Show the lines below that contain the string "decoders".
-- Opening Marker --
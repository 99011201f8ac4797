//! Message decoders: pure functions from a validated [`crate::frame::Frame`]
//! to a typed record, dispatched by message number. Grounded on
//! `RTCM3Decoder::HandleByte`'s `switch(type)` in the original decoder,
//! which this module's [`dispatch`] mirrors.

pub mod ephemeris;
pub mod obs;
pub mod ssr;
pub mod station;

use gnss_rs::prelude::Constellation;

use crate::error::CoreError;
use crate::frame::Frame;
use crate::model::{Ephemeris, Observation, StationInfo};
use crate::time::Instant;

/// The outcome of decoding one frame: either a typed record, or a message
/// number this decoder doesn't carry semantics for (forwarded to callers
/// that may want to log it, never an error).
#[derive(Debug, Clone)]
pub enum DecodedRecord {
    Observations(Vec<Observation>),
    Ephemeris(Ephemeris),
    Station(StationInfo),
    Ssr(ssr::SsrRecord),
    Unhandled(u16),
}

/// Decodes `frame` against the message number it carries. `around` is the
/// wall-clock instant used to resolve within-period time fields (TOW/TOD)
/// to an absolute [`Instant`].
pub fn dispatch(frame: &Frame, around: Instant) -> Result<DecodedRecord, CoreError> {
    let n = frame.message_number;
    if let Some((base, offset)) = ssr::classify(n) {
        return Ok(DecodedRecord::Ssr(ssr::decode(
            &frame.payload,
            base,
            offset,
            around,
        )?));
    }

    match n {
        1002 | 1004 => {
            let msg = obs::decode_gps(&frame.payload, n, around)?;
            Ok(DecodedRecord::Observations(msg.observations))
        },
        1010 | 1012 => {
            let msg = obs::decode_glonass(&frame.payload, n, around)?;
            Ok(DecodedRecord::Observations(msg.observations))
        },
        1019 => Ok(DecodedRecord::Ephemeris(ephemeris::decode_gps_1019(
            &frame.payload,
            around,
        )?)),
        1020 => Ok(DecodedRecord::Ephemeris(ephemeris::decode_glonass_1020(
            &frame.payload,
            around,
        )?)),
        1043 => Ok(DecodedRecord::Ephemeris(ephemeris::decode_sbas_1043(
            &frame.payload,
            around,
        )?)),
        1042 => Ok(DecodedRecord::Ephemeris(ephemeris::decode_keplerian_approx(
            &frame.payload,
            Constellation::BeiDou,
            around,
        )?)),
        1044 => Ok(DecodedRecord::Ephemeris(ephemeris::decode_keplerian_approx(
            &frame.payload,
            Constellation::QZSS,
            around,
        )?)),
        1045 | 1046 => Ok(DecodedRecord::Ephemeris(ephemeris::decode_keplerian_approx(
            &frame.payload,
            Constellation::Galileo,
            around,
        )?)),
        1005 | 1006 => Ok(DecodedRecord::Station(station::decode_antenna_position(
            &frame.payload,
            n,
        )?)),
        1007 | 1008 => Ok(DecodedRecord::Station(station::decode_antenna_descriptor(
            &frame.payload,
            n,
        )?)),
        1033 => Ok(DecodedRecord::Station(station::decode_receiver_antenna(
            &frame.payload,
        )?)),
        other => Ok(DecodedRecord::Unhandled(other)),
    }
}

#[cfg(test)]
mod tests {
    use super::*;

    #[test]
    fn unknown_message_number_is_unhandled_not_an_error() {
        let frame = Frame {
            message_number: 9999,
            payload: vec![0x27, 0x0F, 0, 0],
        };
        match dispatch(&frame, Instant::now_utc()).unwrap() {
            DecodedRecord::Unhandled(n) => assert_eq!(n, 9999),
            other => panic!("expected Unhandled, got {other:?}"),
        }
    }
}
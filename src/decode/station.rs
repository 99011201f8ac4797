//! Station metadata decoders (1005/1006 antenna reference point,
//! 1007/1008 antenna descriptor/serial, 1033 receiver+antenna combined),
//! grounded on `RTCM3Decoder::decodeAntennaPosition`/`decodeAntennaDescriptor`/
//! `decodeRcvAnt`. `StationInfo` fields are additive: each decoder fills in
//! only the fields its message carries, leaving the rest `None` for the
//! caller to merge into a per-station running record.

use crate::bits::BitReader;
use crate::error::CoreError;
use crate::model::StationInfo;

/// `GETSTRING`: an 8-bit length prefix followed by that many raw bytes,
/// byte-aligned, read as Latin-1/ASCII per RTCM convention.
fn get_string(r: &mut BitReader<'_>) -> Result<String, CoreError> {
    let len = r.get(8)? as usize;
    let bytes = r.get_string(len)?;
    Ok(String::from_utf8_lossy(&bytes).into_owned())
}

/// Decodes message 1005 or 1006 (antenna reference point, with or without
/// antenna height).
pub fn decode_antenna_position(payload: &[u8], message_number: u16) -> Result<StationInfo, CoreError> {
    let mut r = BitReader::new(payload);
    r.skip(12)?;
    let station_id = r.get(12)? as u16;
    r.skip(6)?; // ITRF realization year
    r.skip(4)?;
    let x = r.get_scaled_signed(38, 0.0001)?;
    r.skip(2)?;
    let y = r.get_scaled_signed(38, 0.0001)?;
    r.skip(2)?;
    let z = r.get_scaled_signed(38, 0.0001)?;

    let antenna_height_m = if message_number == 1006 {
        Some(r.get_scaled(16, 0.0001)?)
    } else {
        None
    };

    Ok(StationInfo {
        station_id,
        antenna_reference_point_ecef_m: Some([x, y, z]),
        antenna_height_m,
        ..Default::default()
    })
}

/// Decodes message 1007 or 1008 (antenna descriptor, with or without
/// serial number).
pub fn decode_antenna_descriptor(
    payload: &[u8],
    message_number: u16,
) -> Result<StationInfo, CoreError> {
    let mut r = BitReader::new(payload);
    r.skip(12)?;
    let station_id = r.get(12)? as u16;
    let antenna_descriptor = Some(get_string(&mut r)?);
    r.skip(8)?; // setup ID

    let antenna_serial = if message_number == 1008 {
        Some(get_string(&mut r)?)
    } else {
        None
    };

    Ok(StationInfo {
        station_id,
        antenna_descriptor,
        antenna_serial,
        ..Default::default()
    })
}

/// Decodes message 1033 (antenna + receiver descriptor combined).
pub fn decode_receiver_antenna(payload: &[u8]) -> Result<StationInfo, CoreError> {
    let mut r = BitReader::new(payload);
    r.skip(12)?;
    let station_id = r.get(12)? as u16;
    let antenna_descriptor = Some(get_string(&mut r)?);
    r.skip(8)?; // setup ID
    let antenna_serial = Some(get_string(&mut r)?);
    let receiver_type = Some(get_string(&mut r)?);
    let receiver_firmware = Some(get_string(&mut r)?);
    let receiver_serial = Some(get_string(&mut r)?);

    Ok(StationInfo {
        station_id,
        antenna_descriptor,
        antenna_serial,
        receiver_type,
        receiver_firmware,
        receiver_serial,
        ..Default::default()
    })
}

#[cfg(test)]
mod tests {
    use super::*;

    struct W {
        bytes: Vec<u8>,
        pos: usize,
    }
    impl W {
        fn put(&mut self, n: usize, v: u64) {
            for i in (0..n).rev() {
                let bit = (v >> i) & 1;
                let byte_idx = self.pos / 8;
                while self.bytes.len() <= byte_idx {
                    self.bytes.push(0);
                }
                if bit != 0 {
                    self.bytes[byte_idx] |= 1 << (7 - self.pos % 8);
                }
                self.pos += 1;
            }
        }
        fn put_string(&mut self, s: &str) {
            self.put(8, s.len() as u64);
            for b in s.bytes() {
                self.put(8, b as u64);
            }
        }
    }

    #[test]
    fn decodes_1006_with_height() {
        let mut w = W { bytes: Vec::new(), pos: 0 };
        w.put(12, 1006);
        w.put(12, 7);
        w.put(6, 0);
        w.put(4, 0);
        w.put(38, (12345i64 & ((1i64 << 38) - 1)) as u64);
        w.put(2, 0);
        w.put(38, 0);
        w.put(2, 0);
        w.put(38, 0);
        w.put(16, 500);
        let info = decode_antenna_position(&w.bytes, 1006).unwrap();
        assert_eq!(info.station_id, 7);
        assert!(info.antenna_height_m.is_some());
    }

    #[test]
    fn decodes_1033_descriptor_strings() {
        let mut w = W { bytes: Vec::new(), pos: 0 };
        w.put(12, 1033);
        w.put(12, 3);
        w.put_string("TRM59800.00");
        w.put(8, 0);
        w.put_string("12345");
        w.put_string("TRIMBLE NETR9");
        w.put_string("5.44");
        w.put_string("5429K69050");
        let info = decode_receiver_antenna(&w.bytes).unwrap();
        assert_eq!(info.antenna_descriptor.as_deref(), Some("TRM59800.00"));
        assert_eq!(info.receiver_type.as_deref(), Some("TRIMBLE NETR9"));
    }
}
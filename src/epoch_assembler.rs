//! Per-station, time-keyed observation accumulator with a deferred-dump
//! policy, grounded on `SignalCenter::newObs`/`dumpObsEpoch`. The original
//! keeps two maps (`m_epoObsMap: time -> obs`, `m_staObsMap: station ->
//! obs`) behind a mutex and flushes everything up to `t - dump_wait`
//! whenever a new observation arrives `dump_wait` seconds past the last
//! flush; this module is the un-locked core of that policy.

use std::collections::BTreeMap;

use gnss_rs::prelude::SV;

use crate::model::Observation;
use crate::time::Instant;

const DEFAULT_DUMP_WAIT_S: f64 = 33.0;
const MAX_DT_REALTIME_S: f64 = 600.0;

/// A flushed batch: one epoch's worth of observations, grouped by station
/// for the snapshot handed to writers/subscribers.
pub struct FlushedEpoch {
    pub time: Instant,
    pub records: Vec<Observation>,
}

pub struct EpochAssembler {
    per_epoch: BTreeMap<i64, Vec<Observation>>,
    last_seen: std::collections::HashMap<(u16, SV), Instant>,
    last_dump_time: Option<Instant>,
    dump_wait_s: f64,
}

/// Epochs are keyed by whole milliseconds since an arbitrary but stable
/// origin (the instant's own GPST representation) so `BTreeMap` ordering
/// matches time ordering without requiring `Instant: Ord`.
fn epoch_key(t: Instant) -> i64 {
    let gps = t.to_system(crate::time::TimeSystem::Gps);
    (gps.epoch.duration.to_seconds() * 1000.0).round() as i64
}

impl EpochAssembler {
    pub fn new(dump_wait_s: f64) -> Self {
        Self {
            per_epoch: BTreeMap::new(),
            last_seen: std::collections::HashMap::new(),
            last_dump_time: None,
            dump_wait_s,
        }
    }

    pub fn with_default_wait() -> Self {
        Self::new(DEFAULT_DUMP_WAIT_S)
    }

    /// Accepts one observation, rejecting stale or duplicate records.
    /// Returns a [`FlushedEpoch`] if accepting this record crosses the
    /// dump-wait threshold and triggers a flush.
    pub fn ingest(&mut self, obs: Observation, now: Instant) -> Option<FlushedEpoch> {
        if let Some(last_dump) = self.last_dump_time {
            if obs.time.sub_checked(last_dump).map(|dt| dt <= 0.0).unwrap_or(false) {
                return None;
            }
        } else {
            // First observation ever: anchor one tick before it, matching
            // the original's `m_lastObsDumpTime = obs._time - 1.0`.
            self.last_dump_time = Some(obs.time.add_seconds(-1.0));
        }

        let key = (obs.station, obs.sat);
        if let Some(&prev_time) = self.last_seen.get(&key) {
            if obs.time.sub_checked(prev_time).map(|dt| dt <= 0.0).unwrap_or(false) {
                return None;
            }
        }
        let age_from_now = now.sub_checked(obs.time).unwrap_or(0.0);
        if age_from_now.abs() > MAX_DT_REALTIME_S {
            return None;
        }

        self.last_seen.insert(key, obs.time);
        let epoch_time = obs.time;
        self.per_epoch.entry(epoch_key(epoch_time)).or_default().push(obs);

        let last_dump = self.last_dump_time.unwrap();
        if epoch_time.sub_checked(last_dump).map(|dt| dt > self.dump_wait_s).unwrap_or(false) {
            let cut = epoch_time.add_seconds(-self.dump_wait_s);
            return self.flush(cut);
        }
        None
    }

    /// Flushes every buffered epoch with `time <= cut`, merging them into
    /// one batch (the original dumps per-epoch but hands the accumulated
    /// per-station map to the PPP thread as a single snapshot).
    fn flush(&mut self, cut: Instant) -> Option<FlushedEpoch> {
        let cut_key = epoch_key(cut);
        let mut flushed = Vec::new();
        let keys_to_remove: Vec<i64> = self
            .per_epoch
            .range(..=cut_key)
            .map(|(k, _)| *k)
            .collect();
        for k in keys_to_remove {
            if let Some(records) = self.per_epoch.remove(&k) {
                flushed.extend(records);
            }
        }
        self.last_dump_time = Some(cut);
        if flushed.is_empty() {
            None
        } else {
            Some(FlushedEpoch { time: cut, records: flushed })
        }
    }

    pub fn last_dump_time(&self) -> Option<Instant> {
        self.last_dump_time
    }
}

#[cfg(test)]
mod tests {
    use super::*;
    use crate::model::{ObsEntry, ObsFlags};
    use crate::time::TimeSystem;
    use gnss_rs::prelude::Constellation;
    use hifitime::Epoch;

    fn obs(station: u16, sat: SV, secs: f64) -> Observation {
        Observation {
            time: Instant::new(Epoch::from_gpst_seconds(secs), TimeSystem::Gps),
            sat,
            station,
            frequencies: vec![ObsEntry::empty("1C")],
        }
    }

    #[test]
    fn first_observation_never_flushes_immediately() {
        let mut asm = EpochAssembler::new(33.0);
        let sat = SV::new(Constellation::GPS, 1);
        let o = obs(1, sat, 100_000.0);
        let now = o.time;
        assert!(asm.ingest(o, now).is_none());
    }

    #[test]
    fn flushes_once_dump_wait_elapses() {
        let mut asm = EpochAssembler::new(33.0);
        let sat = SV::new(Constellation::GPS, 1);
        let first = obs(1, sat, 100_000.0);
        let now = first.time;
        asm.ingest(first, now);

        let later = obs(1, sat, 100_034.0);
        let later_time = later.time;
        let flushed = asm.ingest(later, later_time);
        assert!(flushed.is_some());
        assert_eq!(flushed.unwrap().records.len(), 1);
    }

    #[test]
    fn rejects_duplicate_or_earlier_record_for_same_station_sat() {
        let mut asm = EpochAssembler::new(33.0);
        let sat = SV::new(Constellation::GPS, 1);
        let first = obs(1, sat, 100_000.0);
        let now = first.time;
        asm.ingest(first, now);

        let duplicate = obs(1, sat, 100_000.0);
        assert!(asm.ingest(duplicate, now).is_none());
    }
}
-- Closing Marker --
● YOUR SOLUTION:
//! Message decoders: pure functions from a validated [`crate::frame::Frame`]
//! Station metadata decoders (1005/1006 antenna reference point,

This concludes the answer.